For the avoidance of doubt, in the course of any potential bankruptcy proceedings pursuant to the
Bankruptcy Act, claims of the holders of the notes (other than claims that shall have become due and payable,
other than by way of acceleration, prior to the occurrence of a Subordination Event) will rank junior in priority to
statutory subordinated bankruptcy claims (retsugoteki hasan saiken), as defined in the Bankruptcy Act, in any
distributions in such bankruptcy proceedings. Statutory subordinated bankruptcy claims will constitute Senior
Indebtedness.
As a consequence of the subordination provisions in the notes, in the event of the occurrence of a
Subordination Event, the holders of the notes may recover less ratably than the holders of our unsubordinated
liabilities. Holders of the notes may be required to pursue their claims with respect to the notes in Japan. To the
extent that holders of the notes are entitled to any recovery with respect to the notes in any Japanese action or
proceeding, such holders might not be entitled in such an action or proceeding to a recovery in U.S. dollars and
might be entitled in such an action or proceeding only to a recovery in Japanese yen. We have agreed pursuant to
the terms of the Indenture to indemnify the holders of the notes against certain losses incurred as a result of any
judgment or order being given or made for any amount due under the notes and such judgment or order being
expressed and paid in a currency other than U.S. dollars. See "Description of the Debt Securities--
Indemnification of Judgment Currency" in the accompanying prospectus.

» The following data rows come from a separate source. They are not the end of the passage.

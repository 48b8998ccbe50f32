//! Sync process and run models

use chrono::{DateTime, Duration, Utc};
use serde::{Deserialize, Serialize};
use std::collections::BTreeSet;
use std::fmt;
use uuid::Uuid;

/// Placeholder substituted with the tenant id in endpoint templates
pub const TENANT_PLACEHOLDER: &str = "{tenant_id}";

/// One category of data to synchronize (members, assets, ...)
#[derive(Debug, Clone, PartialEq, Eq, Serialize, Deserialize)]
pub struct SyncProcessDescriptor {
    /// Stable id, also used as the storage category
    pub id: String,
    pub label: String,
    pub enabled: bool,
    pub interval_minutes: u32,
    pub required_scopes: BTreeSet<String>,
    /// Path template relative to the API base, e.g. `/corporations/{tenant_id}/assets/`
    pub endpoint: String,
    /// Field that uniquely identifies an item within a tenant
    pub key_field: String,
    /// Fields that must be present and non-null on every item
    #[serde(default)]
    pub required_fields: Vec<String>,
}

impl SyncProcessDescriptor {
    pub fn new(id: &str, label: &str, endpoint: &str, key_field: &str) -> Self {
        Self {
            id: id.to_string(),
            label: label.to_string(),
            enabled: true,
            interval_minutes: 30,
            required_scopes: BTreeSet::new(),
            endpoint: endpoint.to_string(),
            key_field: key_field.to_string(),
            required_fields: Vec::new(),
        }
    }

    pub fn with_interval_minutes(mut self, minutes: u32) -> Self {
        self.interval_minutes = minutes;
        self
    }

    pub fn with_scopes(mut self, scopes: &[&str]) -> Self {
        self.required_scopes = scopes.iter().map(|s| s.to_string()).collect();
        self
    }

    pub fn with_required_fields(mut self, fields: &[&str]) -> Self {
        self.required_fields = fields.iter().map(|s| s.to_string()).collect();
        self
    }

    pub fn with_enabled(mut self, enabled: bool) -> Self {
        self.enabled = enabled;
        self
    }

    pub fn interval(&self) -> Duration {
        Duration::minutes(self.interval_minutes as i64)
    }

    /// Concrete request path for one tenant
    pub fn path_for(&self, tenant_id: &str) -> String {
        self.endpoint.replace(TENANT_PLACEHOLDER, tenant_id)
    }
}

/// Step of a run's state machine:
/// `pending -> fetching -> transforming -> storing -> {succeeded | failed}`
#[derive(Debug, Clone, Copy, PartialEq, Eq, Serialize, Deserialize)]
#[serde(rename_all = "snake_case")]
pub enum RunStep {
    Pending,
    Fetching,
    Transforming,
    Storing,
    Succeeded,
    Failed,
}

impl RunStep {
    /// Steps during which the run holds its process's single-flight slot
    pub fn is_in_flight(self) -> bool {
        matches!(self, RunStep::Fetching | RunStep::Transforming | RunStep::Storing)
    }

    pub fn is_terminal(self) -> bool {
        matches!(self, RunStep::Succeeded | RunStep::Failed)
    }

    pub fn as_str(self) -> &'static str {
        match self {
            RunStep::Pending => "pending",
            RunStep::Fetching => "fetching",
            RunStep::Transforming => "transforming",
            RunStep::Storing => "storing",
            RunStep::Succeeded => "succeeded",
            RunStep::Failed => "failed",
        }
    }
}

impl fmt::Display for RunStep {
    fn fmt(&self, f: &mut fmt::Formatter<'_>) -> fmt::Result {
        f.write_str(self.as_str())
    }
}

#[derive(Debug, Clone, Copy, PartialEq, Eq, Serialize, Deserialize)]
#[serde(rename_all = "snake_case")]
pub enum RunOutcome {
    Success,
    Error,
    Cancelled,
}

/// One finalized execution attempt. Immutable once created.
#[derive(Debug, Clone, PartialEq, Eq, Serialize, Deserialize)]
pub struct SyncRunRecord {
    pub run_id: Uuid,
    pub process_id: String,
    pub started_at: DateTime<Utc>,
    pub finished_at: DateTime<Utc>,
    pub outcome: RunOutcome,
    pub items_processed: usize,
    /// Terminal step (`succeeded`, `failed`), or `pending` for cancelled runs
    pub step: RunStep,
    /// Step that was executing when the run failed
    pub failed_step: Option<RunStep>,
    /// Reference into the error log when the run failed
    pub error_id: Option<Uuid>,
    pub error_message: Option<String>,
}

impl SyncRunRecord {
    pub fn is_success(&self) -> bool {
        self.outcome == RunOutcome::Success
    }
}

#[derive(Debug, Clone, Copy, PartialEq, Eq, Serialize, Deserialize)]
#[serde(rename_all = "snake_case")]
pub enum ProcessStatus {
    Idle,
    Running,
    Success,
    Error,
}

/// Point-in-time view of one process in the sync state store
#[derive(Debug, Clone, PartialEq, Eq, Serialize, Deserialize)]
pub struct ProcessStateSnapshot {
    pub process_id: String,
    pub status: ProcessStatus,
    pub current_step: Option<RunStep>,
    pub current_run_id: Option<Uuid>,
    pub last_run_start: Option<DateTime<Utc>>,
    pub last_run_end: Option<DateTime<Utc>>,
    pub last_success_at: Option<DateTime<Utc>>,
    pub last_error: Option<String>,
    pub last_error_id: Option<Uuid>,
    pub success_count: u64,
    pub error_count: u64,
    pub items_last_run: usize,
}

/// Descriptor joined with its live state, returned to operators
#[derive(Debug, Clone, Serialize, Deserialize)]
pub struct ProcessOverview {
    pub descriptor: SyncProcessDescriptor,
    pub state: Option<ProcessStateSnapshot>,
}

/// Result of a manual trigger
#[derive(Debug, Clone, PartialEq, Eq, Serialize, Deserialize)]
#[serde(tag = "result", rename_all = "snake_case")]
pub enum TriggerOutcome {
    Started { run_id: Uuid },
    AlreadyRunning,
    ShuttingDown,
}

#[derive(Debug, Clone, Deserialize)]
pub struct SetEnabledRequest {
    pub enabled: bool,
}

#[derive(Debug, Clone, Deserialize)]
pub struct SetIntervalRequest {
    pub interval_minutes: u32,
}

#[derive(Debug, Clone, Default, Deserialize)]
pub struct RunsQuery {
    pub process_id: Option<String>,
    pub limit: Option<usize>,
}

#[cfg(test)]
mod tests {
    use super::*;

    #[test]
    fn test_path_for_substitutes_tenant() {
        let descriptor = SyncProcessDescriptor::new(
            "assets",
            "Assets",
            "/corporations/{tenant_id}/assets/",
            "item_id",
        );
        assert_eq!(descriptor.path_for("98000001"), "/corporations/98000001/assets/");
    }

    #[test]
    fn test_in_flight_steps() {
        assert!(!RunStep::Pending.is_in_flight());
        assert!(RunStep::Fetching.is_in_flight());
        assert!(RunStep::Storing.is_in_flight());
        assert!(!RunStep::Failed.is_in_flight());
        assert!(RunStep::Failed.is_terminal());
    }

    #[test]
    fn test_trigger_outcome_serialization() {
        let json = serde_json::to_value(TriggerOutcome::AlreadyRunning).unwrap();
        assert_eq!(json["result"], "already_running");
    }
}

Any amounts due under this indemnification and any additional amounts due in respect of Japanese
withholding taxes as provided by the terms of the notes will be subordinated in right of payment in any such
proceeding. See "Description of the Debt Securities--Taxation and Additional Amounts" in the accompanying
prospectus. Pursuant to the provisions of the Bankruptcy Act, Reorganization Act or Civil Rehabilitation Act, the
holders of our liabilities (both subordinated and unsubordinated) will be required to file a notice of claim in Japan
upon the occurrence of a Subordination Event. Upon the expiration of the period for filing such notices, based on
the notices filed and our records, an official list of liabilities that will be entitled to receive distribution in a
bankruptcy, reorganization proceeding or rehabilitation proceeding will be determined pursuant to the provisions
of the Bankruptcy Act, the Reorganization Act or the Civil Rehabilitation Act.
As of March 31, 2021, we had „989.4 billion in outstanding subordinated indebtedness which, upon the
occurrence of a Subordination Event, would rank pari passu with the obligations under the notes. As of
March 31, 2021, we had „30,891.5 billion in indebtedness on a consolidated basis. Neither the Indenture nor the
notes contain any limitations on the amount of Senior Indebtedness or other liabilities that we may hereafter
incur or assume (including through guarantee obligations) or on the amount of indebtedness or other liabilities
that our subsidiaries may hereafter incur.
Principal, Maturity and Interest for the Notes
We expect to issue subordinated notes with the initial aggregate principal amount and maturity date set forth
in the applicable pricing term sheet and described on the cover page of this prospectus supplement and under
"Prospectus Supplement Summary--The Offering." Principal in respect of the notes will be repaid at maturity at
a price of 100% of the principal amount unless the notes are previously redeemed or otherwise cancelled.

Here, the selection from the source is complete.